_EXERCISE DESCRIPTION_
Across all the records below, count the lines that hold "filename". State only that figure.

DATA FOR THIS TASK Start Marker

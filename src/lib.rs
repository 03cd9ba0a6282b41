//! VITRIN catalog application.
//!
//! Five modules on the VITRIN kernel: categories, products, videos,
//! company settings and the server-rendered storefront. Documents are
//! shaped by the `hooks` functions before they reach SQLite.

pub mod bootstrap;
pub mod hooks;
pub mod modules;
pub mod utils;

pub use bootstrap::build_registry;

DATA FOR THIS TASK End Marker
DATA FOR THIS TASK Start Marker

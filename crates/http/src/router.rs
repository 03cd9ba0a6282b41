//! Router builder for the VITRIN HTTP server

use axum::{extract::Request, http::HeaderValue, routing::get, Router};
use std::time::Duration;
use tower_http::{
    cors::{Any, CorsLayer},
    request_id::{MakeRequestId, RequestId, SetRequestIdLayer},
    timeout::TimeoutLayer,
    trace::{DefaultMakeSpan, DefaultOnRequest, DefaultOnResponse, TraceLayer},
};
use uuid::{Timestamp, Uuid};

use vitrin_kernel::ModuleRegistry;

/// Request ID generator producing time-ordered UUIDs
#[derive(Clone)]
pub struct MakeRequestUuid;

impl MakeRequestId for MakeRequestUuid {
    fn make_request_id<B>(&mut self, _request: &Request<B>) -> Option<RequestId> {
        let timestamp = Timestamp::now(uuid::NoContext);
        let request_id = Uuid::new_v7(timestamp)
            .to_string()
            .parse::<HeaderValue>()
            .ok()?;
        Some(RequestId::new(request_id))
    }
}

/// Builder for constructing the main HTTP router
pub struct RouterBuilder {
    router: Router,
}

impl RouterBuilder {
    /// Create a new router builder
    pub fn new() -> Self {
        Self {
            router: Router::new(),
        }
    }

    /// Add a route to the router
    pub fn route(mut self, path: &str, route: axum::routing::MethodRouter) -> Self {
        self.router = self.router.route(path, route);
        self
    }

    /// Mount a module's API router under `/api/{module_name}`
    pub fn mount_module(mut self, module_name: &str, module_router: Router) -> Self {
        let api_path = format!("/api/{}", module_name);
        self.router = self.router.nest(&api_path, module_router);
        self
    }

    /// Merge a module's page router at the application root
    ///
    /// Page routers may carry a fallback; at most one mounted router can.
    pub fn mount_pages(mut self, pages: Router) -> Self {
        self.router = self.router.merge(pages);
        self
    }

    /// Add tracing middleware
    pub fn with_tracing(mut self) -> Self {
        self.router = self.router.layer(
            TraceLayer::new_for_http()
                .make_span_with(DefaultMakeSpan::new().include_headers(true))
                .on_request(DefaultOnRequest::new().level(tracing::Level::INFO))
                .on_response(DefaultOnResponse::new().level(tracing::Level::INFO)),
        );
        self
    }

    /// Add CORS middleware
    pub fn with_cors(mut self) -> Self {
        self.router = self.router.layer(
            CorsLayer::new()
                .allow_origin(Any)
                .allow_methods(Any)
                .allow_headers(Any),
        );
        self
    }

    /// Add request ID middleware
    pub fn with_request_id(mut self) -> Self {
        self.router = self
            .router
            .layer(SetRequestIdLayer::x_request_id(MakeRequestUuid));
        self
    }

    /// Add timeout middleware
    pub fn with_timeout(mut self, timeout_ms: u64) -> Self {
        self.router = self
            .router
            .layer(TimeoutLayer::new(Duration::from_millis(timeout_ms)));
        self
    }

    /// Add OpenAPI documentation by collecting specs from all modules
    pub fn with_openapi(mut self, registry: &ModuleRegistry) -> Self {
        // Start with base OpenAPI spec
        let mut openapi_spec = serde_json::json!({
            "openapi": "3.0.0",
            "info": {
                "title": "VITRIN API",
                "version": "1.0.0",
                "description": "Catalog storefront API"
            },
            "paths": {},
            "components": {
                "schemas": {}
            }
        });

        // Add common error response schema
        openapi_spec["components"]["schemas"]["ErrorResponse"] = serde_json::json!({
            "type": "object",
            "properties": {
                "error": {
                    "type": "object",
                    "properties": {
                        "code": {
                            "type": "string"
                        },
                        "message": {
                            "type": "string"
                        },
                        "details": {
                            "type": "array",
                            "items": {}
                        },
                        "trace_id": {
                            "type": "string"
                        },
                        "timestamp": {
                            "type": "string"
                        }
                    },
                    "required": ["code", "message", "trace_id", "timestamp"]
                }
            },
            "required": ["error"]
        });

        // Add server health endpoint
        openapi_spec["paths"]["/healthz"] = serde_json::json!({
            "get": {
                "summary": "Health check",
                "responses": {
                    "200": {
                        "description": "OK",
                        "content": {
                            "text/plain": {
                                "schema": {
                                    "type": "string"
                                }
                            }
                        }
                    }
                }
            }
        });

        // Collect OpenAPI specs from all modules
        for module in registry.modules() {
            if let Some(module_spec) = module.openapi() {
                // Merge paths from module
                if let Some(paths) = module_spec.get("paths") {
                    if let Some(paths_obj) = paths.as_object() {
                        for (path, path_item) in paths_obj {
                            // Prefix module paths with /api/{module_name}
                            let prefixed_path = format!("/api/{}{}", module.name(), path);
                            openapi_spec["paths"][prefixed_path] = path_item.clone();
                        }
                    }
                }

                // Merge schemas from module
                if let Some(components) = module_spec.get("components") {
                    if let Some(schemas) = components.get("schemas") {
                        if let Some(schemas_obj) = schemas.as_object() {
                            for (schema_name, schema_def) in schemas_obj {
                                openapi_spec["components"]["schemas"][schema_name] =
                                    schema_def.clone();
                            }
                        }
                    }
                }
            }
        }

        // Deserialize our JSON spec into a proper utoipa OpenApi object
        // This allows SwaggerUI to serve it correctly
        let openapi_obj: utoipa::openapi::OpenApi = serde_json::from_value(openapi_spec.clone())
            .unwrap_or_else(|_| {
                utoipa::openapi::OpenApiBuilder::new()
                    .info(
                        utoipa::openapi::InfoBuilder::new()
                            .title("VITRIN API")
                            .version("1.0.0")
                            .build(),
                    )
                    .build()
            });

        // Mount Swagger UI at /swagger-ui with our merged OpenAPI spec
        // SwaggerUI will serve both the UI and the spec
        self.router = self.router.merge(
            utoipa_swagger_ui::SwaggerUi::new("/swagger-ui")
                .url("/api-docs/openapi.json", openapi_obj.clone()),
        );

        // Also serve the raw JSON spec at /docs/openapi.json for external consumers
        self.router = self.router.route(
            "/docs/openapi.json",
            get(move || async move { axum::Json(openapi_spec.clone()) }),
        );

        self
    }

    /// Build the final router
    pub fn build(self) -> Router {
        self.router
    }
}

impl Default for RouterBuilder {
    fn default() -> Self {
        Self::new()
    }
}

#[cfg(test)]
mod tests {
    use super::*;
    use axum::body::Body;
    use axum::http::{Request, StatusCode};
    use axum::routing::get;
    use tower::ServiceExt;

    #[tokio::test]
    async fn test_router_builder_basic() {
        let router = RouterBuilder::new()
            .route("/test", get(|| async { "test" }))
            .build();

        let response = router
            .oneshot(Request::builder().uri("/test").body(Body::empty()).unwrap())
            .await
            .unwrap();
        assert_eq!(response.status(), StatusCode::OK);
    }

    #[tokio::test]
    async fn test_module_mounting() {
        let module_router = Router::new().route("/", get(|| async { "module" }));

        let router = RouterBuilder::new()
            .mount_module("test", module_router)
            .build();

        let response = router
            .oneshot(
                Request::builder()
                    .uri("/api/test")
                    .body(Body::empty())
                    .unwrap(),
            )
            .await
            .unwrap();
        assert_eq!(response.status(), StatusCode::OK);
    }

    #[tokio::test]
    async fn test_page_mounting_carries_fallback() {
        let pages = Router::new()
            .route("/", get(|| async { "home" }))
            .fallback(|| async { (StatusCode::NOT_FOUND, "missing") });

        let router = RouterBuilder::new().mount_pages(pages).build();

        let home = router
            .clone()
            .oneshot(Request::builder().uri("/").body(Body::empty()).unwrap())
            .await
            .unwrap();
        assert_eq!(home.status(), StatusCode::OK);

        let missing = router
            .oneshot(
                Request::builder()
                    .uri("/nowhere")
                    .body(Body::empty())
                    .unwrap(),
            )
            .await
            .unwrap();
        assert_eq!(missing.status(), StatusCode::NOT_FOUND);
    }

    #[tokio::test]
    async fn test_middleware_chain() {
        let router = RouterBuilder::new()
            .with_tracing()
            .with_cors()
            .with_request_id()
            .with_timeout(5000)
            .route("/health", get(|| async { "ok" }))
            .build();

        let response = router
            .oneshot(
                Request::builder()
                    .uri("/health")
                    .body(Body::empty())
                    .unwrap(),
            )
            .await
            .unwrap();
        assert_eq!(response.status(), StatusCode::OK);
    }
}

DATA FOR THIS TASK End Marker

_RESULT_
2